Switchcraft automatic energy switching website that could save you hundreds of pounds every year
The free service will scour the market to find you a great deal that could save you up to £518 a year on your gas and electricity bills.
Switchcraft saves you money by scouring the market for the cheapest deals that work for you and then automatically swapping you on to the tariff when your current one is up.
The idea behind the service is to encourage the 16million Brits who are overpaying for their energy after rolling on to a standard variable tariff when their deal comes to an end.
Energy suppliers are required to alert you at least 42 days ahead of when your fixed deal is going to expire but often customers are put off switching over fears that it’s too complicated.
But this has led to millions of loyal customers being hit with bigger bills than those who shop around.
So how does it work?
Customers sign up to the service and hand over their details. It will then email you to let you know what better deals it has found that will save you cash.
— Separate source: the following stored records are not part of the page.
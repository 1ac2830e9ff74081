#![no_main]

use std::sync::LazyLock;

use chatzip_codec::MessageCodec;
use chatzip_compress::DECOMPRESSION_SIZE_LIMIT;
use libfuzzer_sys::fuzz_target;

static CODEC: LazyLock<MessageCodec> =
    LazyLock::new(|| MessageCodec::standard().expect("default configuration is valid"));

// Fuzz target: single segment decode.
//
// Any successful decode must respect the output limit.
fuzz_target!(|segment: &str| {
    if let Ok(text) = CODEC.decode_segment(segment) {
        assert!(text.len() <= DECOMPRESSION_SIZE_LIMIT);
    }
    let _ = CODEC.inspect_segment(segment);
});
If you’re keen to go through with it, Switchcraft will pass on your details to the new supplier and automatically take over from the old one.
You’re in control too, which means that you don’t have to switch if you don’t like the deal.
The free service was set up by Andrew Long in 2017 and so far claims that it has helped thousands of customers save money.
The firm makes its money from commissions paid by the energy suppliers that they switch their users to but claims it presents the deals in price order and “never favour[s] one over the other.
Not every energy suppliers have signed up to the service so it’s still worth checking rivals for an even cheaper deal.
But it does scan through deals from almost 60 suppliers including British Gas, Octopus Energy, Sainsbury’s Energy and Utility Point.
Customers can expect to switch deals around once a year when their previous deal is up, so it won’t swap providers when you’re mid-way through your tariff.
This is to avoid being hit by early exit fees which could see you forking out more than you would end up saving.